Source records
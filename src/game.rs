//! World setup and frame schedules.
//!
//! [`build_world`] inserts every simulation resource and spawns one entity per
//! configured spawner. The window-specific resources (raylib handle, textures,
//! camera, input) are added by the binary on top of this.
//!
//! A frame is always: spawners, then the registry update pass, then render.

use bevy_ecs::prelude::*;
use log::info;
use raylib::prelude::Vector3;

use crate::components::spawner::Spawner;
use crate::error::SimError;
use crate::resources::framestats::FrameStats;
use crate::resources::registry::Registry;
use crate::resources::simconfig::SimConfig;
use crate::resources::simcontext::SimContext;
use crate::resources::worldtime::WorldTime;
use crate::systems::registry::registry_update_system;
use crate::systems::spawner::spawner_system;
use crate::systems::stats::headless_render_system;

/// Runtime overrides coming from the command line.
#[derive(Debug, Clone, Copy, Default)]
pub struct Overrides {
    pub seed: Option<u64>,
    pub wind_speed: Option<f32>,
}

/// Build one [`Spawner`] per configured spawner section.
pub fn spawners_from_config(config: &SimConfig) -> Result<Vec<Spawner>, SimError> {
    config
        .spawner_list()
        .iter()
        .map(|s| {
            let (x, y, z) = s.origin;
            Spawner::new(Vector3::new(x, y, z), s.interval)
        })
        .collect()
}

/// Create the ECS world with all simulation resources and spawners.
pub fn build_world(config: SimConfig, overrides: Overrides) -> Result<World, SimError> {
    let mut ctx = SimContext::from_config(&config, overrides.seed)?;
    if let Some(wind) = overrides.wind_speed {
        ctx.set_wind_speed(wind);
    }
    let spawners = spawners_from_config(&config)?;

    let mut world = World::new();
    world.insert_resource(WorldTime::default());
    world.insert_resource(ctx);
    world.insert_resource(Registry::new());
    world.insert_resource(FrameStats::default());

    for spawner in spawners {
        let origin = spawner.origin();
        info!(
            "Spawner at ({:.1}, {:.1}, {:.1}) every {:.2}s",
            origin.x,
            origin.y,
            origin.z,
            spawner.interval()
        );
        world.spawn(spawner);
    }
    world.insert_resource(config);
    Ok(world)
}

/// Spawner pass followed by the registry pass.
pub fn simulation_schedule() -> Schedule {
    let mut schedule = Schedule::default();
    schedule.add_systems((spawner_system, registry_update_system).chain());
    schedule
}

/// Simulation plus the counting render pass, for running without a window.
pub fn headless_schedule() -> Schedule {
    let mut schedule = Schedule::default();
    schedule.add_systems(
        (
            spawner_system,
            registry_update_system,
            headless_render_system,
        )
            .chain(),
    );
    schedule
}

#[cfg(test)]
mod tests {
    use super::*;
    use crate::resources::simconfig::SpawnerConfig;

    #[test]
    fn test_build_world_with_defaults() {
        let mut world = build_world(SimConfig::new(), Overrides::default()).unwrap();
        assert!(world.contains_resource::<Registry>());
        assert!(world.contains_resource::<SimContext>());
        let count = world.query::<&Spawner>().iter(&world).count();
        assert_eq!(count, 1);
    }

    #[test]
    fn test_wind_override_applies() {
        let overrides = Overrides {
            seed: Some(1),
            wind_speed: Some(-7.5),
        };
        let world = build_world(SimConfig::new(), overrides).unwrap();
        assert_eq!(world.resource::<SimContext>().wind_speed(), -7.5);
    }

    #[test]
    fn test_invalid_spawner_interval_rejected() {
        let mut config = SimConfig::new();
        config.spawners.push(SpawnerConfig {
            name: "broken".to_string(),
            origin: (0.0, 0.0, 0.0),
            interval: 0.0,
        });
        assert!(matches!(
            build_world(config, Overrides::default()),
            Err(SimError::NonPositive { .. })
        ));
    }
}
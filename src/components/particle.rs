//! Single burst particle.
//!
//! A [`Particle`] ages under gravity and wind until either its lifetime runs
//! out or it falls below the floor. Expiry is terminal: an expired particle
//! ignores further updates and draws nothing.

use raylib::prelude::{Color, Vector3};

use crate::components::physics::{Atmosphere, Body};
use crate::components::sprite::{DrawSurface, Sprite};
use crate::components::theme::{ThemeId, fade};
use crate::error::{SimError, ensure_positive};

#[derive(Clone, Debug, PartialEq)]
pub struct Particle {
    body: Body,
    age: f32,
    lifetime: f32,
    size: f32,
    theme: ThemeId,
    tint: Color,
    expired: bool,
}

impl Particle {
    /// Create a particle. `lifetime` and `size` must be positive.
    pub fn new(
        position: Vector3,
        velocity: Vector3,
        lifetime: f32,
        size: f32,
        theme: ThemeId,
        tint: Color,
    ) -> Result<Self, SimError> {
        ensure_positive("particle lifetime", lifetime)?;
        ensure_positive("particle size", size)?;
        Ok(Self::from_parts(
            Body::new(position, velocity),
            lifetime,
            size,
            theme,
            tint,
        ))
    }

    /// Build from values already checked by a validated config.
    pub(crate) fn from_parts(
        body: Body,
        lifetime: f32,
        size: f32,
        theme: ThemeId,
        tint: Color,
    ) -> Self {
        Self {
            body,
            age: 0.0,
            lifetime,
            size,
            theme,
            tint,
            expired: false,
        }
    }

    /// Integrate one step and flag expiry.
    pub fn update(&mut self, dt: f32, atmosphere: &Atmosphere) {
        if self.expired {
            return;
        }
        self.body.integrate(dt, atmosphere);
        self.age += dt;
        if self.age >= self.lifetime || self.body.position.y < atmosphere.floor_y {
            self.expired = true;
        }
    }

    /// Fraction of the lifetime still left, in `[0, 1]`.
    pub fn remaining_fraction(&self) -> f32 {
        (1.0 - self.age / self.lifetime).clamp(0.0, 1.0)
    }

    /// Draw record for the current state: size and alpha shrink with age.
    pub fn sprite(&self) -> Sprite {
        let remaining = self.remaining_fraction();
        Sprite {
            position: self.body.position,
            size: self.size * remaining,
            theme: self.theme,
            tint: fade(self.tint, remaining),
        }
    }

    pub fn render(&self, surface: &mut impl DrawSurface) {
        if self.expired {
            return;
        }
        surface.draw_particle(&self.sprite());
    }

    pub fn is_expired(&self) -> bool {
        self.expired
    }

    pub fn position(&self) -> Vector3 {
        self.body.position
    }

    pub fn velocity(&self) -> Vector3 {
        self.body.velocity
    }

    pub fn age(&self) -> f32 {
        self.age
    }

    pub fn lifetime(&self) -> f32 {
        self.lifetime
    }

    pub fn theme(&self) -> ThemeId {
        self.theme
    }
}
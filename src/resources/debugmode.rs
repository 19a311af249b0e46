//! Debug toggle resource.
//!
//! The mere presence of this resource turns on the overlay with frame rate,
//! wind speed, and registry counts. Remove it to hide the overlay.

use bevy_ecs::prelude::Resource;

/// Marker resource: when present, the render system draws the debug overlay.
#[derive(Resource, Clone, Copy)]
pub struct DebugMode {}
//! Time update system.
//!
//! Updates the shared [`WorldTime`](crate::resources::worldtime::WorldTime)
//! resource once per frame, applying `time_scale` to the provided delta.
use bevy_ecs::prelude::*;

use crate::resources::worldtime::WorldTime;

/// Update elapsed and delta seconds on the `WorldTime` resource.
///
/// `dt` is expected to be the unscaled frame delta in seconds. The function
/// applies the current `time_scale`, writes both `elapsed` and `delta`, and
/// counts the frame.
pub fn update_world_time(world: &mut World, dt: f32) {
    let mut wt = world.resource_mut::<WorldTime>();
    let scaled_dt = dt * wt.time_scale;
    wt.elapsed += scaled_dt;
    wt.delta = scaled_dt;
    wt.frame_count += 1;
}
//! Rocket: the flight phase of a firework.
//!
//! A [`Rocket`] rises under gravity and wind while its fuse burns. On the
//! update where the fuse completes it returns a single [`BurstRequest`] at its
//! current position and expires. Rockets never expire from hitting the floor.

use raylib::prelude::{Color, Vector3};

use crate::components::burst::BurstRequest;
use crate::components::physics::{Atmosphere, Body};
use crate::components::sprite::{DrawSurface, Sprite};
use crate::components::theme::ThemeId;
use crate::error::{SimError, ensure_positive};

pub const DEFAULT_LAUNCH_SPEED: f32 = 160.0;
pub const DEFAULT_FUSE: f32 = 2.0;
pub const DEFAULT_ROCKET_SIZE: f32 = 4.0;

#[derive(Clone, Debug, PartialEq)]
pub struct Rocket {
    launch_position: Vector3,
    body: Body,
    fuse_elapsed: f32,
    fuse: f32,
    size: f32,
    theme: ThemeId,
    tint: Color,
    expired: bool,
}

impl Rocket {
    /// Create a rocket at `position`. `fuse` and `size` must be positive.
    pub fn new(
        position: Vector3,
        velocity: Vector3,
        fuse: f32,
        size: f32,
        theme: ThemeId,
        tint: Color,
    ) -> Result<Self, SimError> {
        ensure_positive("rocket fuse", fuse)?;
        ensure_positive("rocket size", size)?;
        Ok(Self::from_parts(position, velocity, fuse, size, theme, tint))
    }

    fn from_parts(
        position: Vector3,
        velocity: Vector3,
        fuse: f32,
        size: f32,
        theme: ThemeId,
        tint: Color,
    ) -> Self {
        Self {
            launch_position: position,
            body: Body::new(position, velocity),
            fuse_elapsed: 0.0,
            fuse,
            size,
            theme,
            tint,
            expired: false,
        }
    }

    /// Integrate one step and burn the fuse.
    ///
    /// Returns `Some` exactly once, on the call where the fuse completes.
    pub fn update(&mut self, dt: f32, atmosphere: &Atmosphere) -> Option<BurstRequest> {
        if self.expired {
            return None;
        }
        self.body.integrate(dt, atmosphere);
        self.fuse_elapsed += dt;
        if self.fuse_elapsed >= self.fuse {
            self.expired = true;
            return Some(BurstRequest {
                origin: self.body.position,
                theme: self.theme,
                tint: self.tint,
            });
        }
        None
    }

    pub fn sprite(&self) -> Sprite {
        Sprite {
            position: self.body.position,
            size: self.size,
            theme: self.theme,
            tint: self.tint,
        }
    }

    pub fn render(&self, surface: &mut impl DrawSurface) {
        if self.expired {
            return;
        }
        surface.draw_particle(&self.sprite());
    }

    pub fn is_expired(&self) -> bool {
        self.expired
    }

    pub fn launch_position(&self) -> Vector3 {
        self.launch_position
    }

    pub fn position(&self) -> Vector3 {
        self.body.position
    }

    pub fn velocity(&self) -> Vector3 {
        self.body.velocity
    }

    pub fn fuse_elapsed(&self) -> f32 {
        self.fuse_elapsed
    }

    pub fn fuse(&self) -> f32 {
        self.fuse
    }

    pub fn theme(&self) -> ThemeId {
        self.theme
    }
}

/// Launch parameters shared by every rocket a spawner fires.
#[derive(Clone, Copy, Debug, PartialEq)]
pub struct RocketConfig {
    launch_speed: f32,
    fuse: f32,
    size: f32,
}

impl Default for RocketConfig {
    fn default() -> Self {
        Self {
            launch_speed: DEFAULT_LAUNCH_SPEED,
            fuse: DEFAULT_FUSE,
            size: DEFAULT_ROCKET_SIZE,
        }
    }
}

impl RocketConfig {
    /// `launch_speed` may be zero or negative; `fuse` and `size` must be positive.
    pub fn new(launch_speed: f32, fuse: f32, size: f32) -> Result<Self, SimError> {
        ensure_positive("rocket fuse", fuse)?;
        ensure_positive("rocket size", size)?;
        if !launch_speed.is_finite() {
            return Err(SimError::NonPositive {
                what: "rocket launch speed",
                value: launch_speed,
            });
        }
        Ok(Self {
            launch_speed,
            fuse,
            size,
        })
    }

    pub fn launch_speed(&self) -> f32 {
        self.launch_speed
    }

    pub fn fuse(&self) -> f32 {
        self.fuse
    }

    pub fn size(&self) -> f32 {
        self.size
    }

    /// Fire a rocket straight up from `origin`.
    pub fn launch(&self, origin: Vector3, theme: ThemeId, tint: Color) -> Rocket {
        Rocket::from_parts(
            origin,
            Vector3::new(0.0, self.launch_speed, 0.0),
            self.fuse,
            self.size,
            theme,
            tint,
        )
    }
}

Your instructions
Exactly as written, please reproduce the lines from the first line of the data to the line containing "use crate::resources::framestats::FrameStats;", inclusive, and nothing else.

Task output
filename src/game.rs
//! World setup and frame schedules.
//!
//! [`build_world`] inserts every simulation resource and spawns one entity per
//! configured spawner. The window-specific resources (raylib handle, textures,
//! camera, input) are added by the binary on top of this.
//!
//! A frame is always: spawners, then the registry update pass, then render.

use bevy_ecs::prelude::*;
use log::info;
use raylib::prelude::Vector3;

use crate::components::spawner::Spawner;
use crate::error::SimError;
use crate::resources::framestats::FrameStats;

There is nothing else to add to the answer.